Some SZ people are open to “reality checks.” Some aren’t. I’m very resistant to talk of earlier events in my life not being real. To me they happened. When I went on meds, the meds didn’t suddenly change the past. It didn’t erase all the bad memories. All I can do is my best to stay in the present moment, trust in my medication to help me, and also let the voices and delusions present themselves, and let them fade into nothing again.

I don’t think were allowed to talk about psychic things like prophetic dreams on this site, so don’t get me started (I could go on for pages :wink: ). All I can say is, with reality, all the view points and collections of viewpoints are subjective. I’d leave it at that and just try to live in the now. If some aspect of reality presents itself, constantly bring yourself back to what’s going on around you. For example, if you think aliens are putting their thoughts into your mind…take a deep breath and concentrate on the sensations around you. Do some chores. Go for a walk and feel the wind in your hair. Those are real.
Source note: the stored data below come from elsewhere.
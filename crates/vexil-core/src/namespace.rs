// SPDX-License-Identifier: Apache-2.0
// © James Ross Ω FLYING•ROBOTS <https://github.com/flyingrobots>
//! Namespace facade: a prefixed view over a root store.
//!
//! A namespace rewrites every key argument to `<prefix>.<key>` before it
//! reaches the root store, scopes `keys`/`all`/`clear` to that subtree,
//! and strips the prefix from events before they reach the namespace's
//! subscribers. No state lives here: the facade is a prefix plus a handle.
//!
//! Caller-supplied keys are validated *before* prefixing, so a reserved
//! segment cannot be smuggled in through a prefix.

use std::collections::BTreeMap;

use crate::computed::ComputeFailure;
use crate::error::StoreError;
use crate::event::ChangeEvent;
use crate::key::validate_key;
use crate::notify::Subscription;
use crate::store::FlagStore;
use crate::value::FlagValue;

/// A prefixed, store-like view of a [`FlagStore`] subtree.
#[derive(Debug, Clone)]
pub struct Namespace {
    store: FlagStore,
    /// Full prefix including the trailing separator, e.g. `"app."`.
    prefix: String,
}

impl FlagStore {
    /// Returns a namespaced view that prefixes every key with
    /// `<prefix>.`.
    ///
    /// # Errors
    ///
    /// [`StoreError::InvalidKey`] when the prefix is empty or reserved.
    pub fn namespace(&self, prefix: &str) -> Result<Namespace, StoreError> {
        validate_key(prefix)?;
        Ok(Namespace {
            store: self.clone(),
            prefix: format!("{prefix}."),
        })
    }
}

impl Namespace {
    /// The root store this view wraps.
    #[must_use]
    pub fn root(&self) -> &FlagStore {
        &self.store
    }

    /// The full prefix applied to keys, including the trailing `.`.
    #[must_use]
    pub fn prefix(&self) -> &str {
        &self.prefix
    }

    fn full_key(&self, key: &str) -> Result<String, StoreError> {
        validate_key(key)?;
        Ok(format!("{}{key}", self.prefix))
    }

    /// Nested namespace; prefixes compose (`a` then `b` yields `a.b.`).
    ///
    /// # Errors
    ///
    /// [`StoreError::InvalidKey`] when the segment is empty or reserved.
    pub fn namespace(&self, prefix: &str) -> Result<Self, StoreError> {
        validate_key(prefix)?;
        Ok(Self {
            store: self.store.clone(),
            prefix: format!("{}{prefix}.", self.prefix),
        })
    }

    // ── Reads ──────────────────────────────────────────────────────────

    /// Value of the namespaced key; `None` when Absent.
    #[must_use]
    pub fn get(&self, key: &str) -> Option<FlagValue> {
        self.store.get(&format!("{}{key}", self.prefix))
    }

    /// `true` when the namespaced key exists.
    #[must_use]
    pub fn has(&self, key: &str) -> bool {
        self.store.has(&format!("{}{key}", self.prefix))
    }

    /// Typed read; see [`FlagStore::get_bool`].
    #[must_use]
    pub fn get_bool(&self, key: &str) -> Option<bool> {
        self.get(key).and_then(|v| v.as_bool())
    }

    /// Typed read; see [`FlagStore::get_num`].
    #[must_use]
    pub fn get_num(&self, key: &str) -> Option<f64> {
        self.get(key).and_then(|v| v.as_num())
    }

    /// Keys in this subtree, prefix stripped, sorted.
    #[must_use]
    pub fn keys(&self) -> Vec<String> {
        self.store
            .keys()
            .into_iter()
            .filter_map(|k| k.strip_prefix(self.prefix.as_str()).map(str::to_owned))
            .collect()
    }

    /// Values in this subtree, prefix stripped.
    #[must_use]
    pub fn all(&self) -> BTreeMap<String, FlagValue> {
        self.store
            .all()
            .into_iter()
            .filter_map(|(k, v)| {
                k.strip_prefix(self.prefix.as_str())
                    .map(|stripped| (stripped.to_owned(), v))
            })
            .collect()
    }

    // ── Writes ─────────────────────────────────────────────────────────

    /// Sets a flag in this namespace; see [`FlagStore::set`].
    ///
    /// # Errors
    ///
    /// As for [`FlagStore::set`]; the unprefixed key is validated first.
    pub fn set(&self, key: &str, value: impl Into<FlagValue>) -> Result<(), StoreError> {
        self.store.set(&self.full_key(key)?, value)
    }

    /// Deletes a flag in this namespace; see [`FlagStore::delete`].
    ///
    /// # Errors
    ///
    /// As for [`FlagStore::delete`].
    pub fn delete(&self, key: &str) -> Result<(), StoreError> {
        self.store.delete(&self.full_key(key)?)
    }

    /// Toggles a boolean flag; see [`FlagStore::toggle`].
    ///
    /// # Errors
    ///
    /// As for [`FlagStore::toggle`].
    pub fn toggle(&self, key: &str) -> Result<bool, StoreError> {
        self.store.toggle(&self.full_key(key)?)
    }

    /// Adds 1 to a numeric flag; see [`FlagStore::increment`].
    ///
    /// # Errors
    ///
    /// As for [`FlagStore::increment_by`].
    pub fn increment(&self, key: &str) -> Result<f64, StoreError> {
        self.store.increment_by(&self.full_key(key)?, 1.0)
    }

    /// Adds `delta` to a numeric flag; see [`FlagStore::increment_by`].
    ///
    /// # Errors
    ///
    /// As for [`FlagStore::increment_by`].
    pub fn increment_by(&self, key: &str, delta: f64) -> Result<f64, StoreError> {
        self.store.increment_by(&self.full_key(key)?, delta)
    }

    /// Subtracts 1 from a numeric flag; see [`FlagStore::decrement`].
    ///
    /// # Errors
    ///
    /// As for [`FlagStore::increment_by`].
    pub fn decrement(&self, key: &str) -> Result<f64, StoreError> {
        self.store.increment_by(&self.full_key(key)?, -1.0)
    }

    /// Subtracts `delta` from a numeric flag.
    ///
    /// # Errors
    ///
    /// As for [`FlagStore::increment_by`].
    pub fn decrement_by(&self, key: &str, delta: f64) -> Result<f64, StoreError> {
        self.store.increment_by(&self.full_key(key)?, -delta)
    }

    /// Sets several flags in this namespace as one step; see
    /// [`FlagStore::set_many`].
    ///
    /// # Errors
    ///
    /// As for [`FlagStore::set_many`].
    pub fn set_many<K, V, I>(&self, entries: I) -> Result<(), StoreError>
    where
        K: Into<String>,
        V: Into<FlagValue>,
        I: IntoIterator<Item = (K, V)>,
    {
        let mut prefixed: Vec<(String, FlagValue)> = Vec::new();
        for (key, value) in entries {
            prefixed.push((self.full_key(&key.into())?, value.into()));
        }
        self.store.set_many(prefixed)
    }

    /// Removes every plain flag in this subtree as one `__clear__` step.
    /// Flags outside the namespace are untouched.
    pub fn clear(&self) {
        self.store.clear_prefix(Some(&self.prefix));
    }

    /// Runs `thunk` in batch mode on the root store; see
    /// [`FlagStore::batch`]. Batching is store-global: mutations through
    /// any view merge into the same aggregate.
    ///
    /// # Errors
    ///
    /// As for [`FlagStore::batch`].
    pub fn batch<F>(&self, thunk: F) -> Result<(), StoreError>
    where
        F: FnOnce() -> Result<(), StoreError>,
    {
        self.store.batch(thunk)
    }

    /// Registers a computed flag in this namespace. Dependency keys are
    /// namespaced too.
    ///
    /// # Errors
    ///
    /// As for [`FlagStore::compute`].
    pub fn compute<F>(&self, key: &str, deps: &[&str], func: F) -> Result<(), StoreError>
    where
        F: Fn(&[Option<FlagValue>]) -> Result<FlagValue, ComputeFailure> + 'static,
    {
        let full = self.full_key(key)?;
        let mut full_deps = Vec::with_capacity(deps.len());
        for dep in deps {
            full_deps.push(self.full_key(dep)?);
        }
        let dep_refs: Vec<&str> = full_deps.iter().map(String::as_str).collect();
        self.store.compute(&full, &dep_refs, func)
    }

    // ── Subscriptions ──────────────────────────────────────────────────

    /// Registers a subscriber scoped to this subtree: it fires only for
    /// keys under the prefix and sees them stripped. Synthetic bulk events
    /// never match the prefix, so scoped subscribers do not observe them.
    pub fn subscribe(&self, callback: impl Fn(&ChangeEvent<'_>) + 'static) -> Subscription {
        let prefix = self.prefix.clone();
        self.store.subscribe(move |event| {
            if let Some(stripped) = event.key.strip_prefix(prefix.as_str()) {
                callback(&ChangeEvent {
                    key: stripped,
                    new: event.new,
                    old: event.old,
                });
            }
        })
    }

    /// Registers a subscriber for one namespaced key, delivered with the
    /// prefix stripped.
    pub fn subscribe_key(
        &self,
        key: &str,
        callback: impl Fn(&ChangeEvent<'_>) + 'static,
    ) -> Subscription {
        let prefix = self.prefix.clone();
        self.store
            .subscribe_key(&format!("{}{key}", self.prefix), move |event| {
                let stripped = event.key.strip_prefix(prefix.as_str()).unwrap_or(event.key);
                callback(&ChangeEvent {
                    key: stripped,
                    new: event.new,
                    old: event.old,
                });
            })
    }
}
This is a really tough thing to comment on without getting into trouble here. Theories are just theories. Focus on your life, what you’re able to change. Try not to worry about big picture conspiracies. Take care of the small stuff, everyday things like brushing your teeth, being there for a friend who’s going through a rough time, etc… This is hard. At one point, I thought I was destined to be someone important, and fix the world. I was deluded. Then I realized I could do my part to change the world by taking care of myself, and making good decisions, on a smaller scale. Maybe this is deluded too…I don’t know.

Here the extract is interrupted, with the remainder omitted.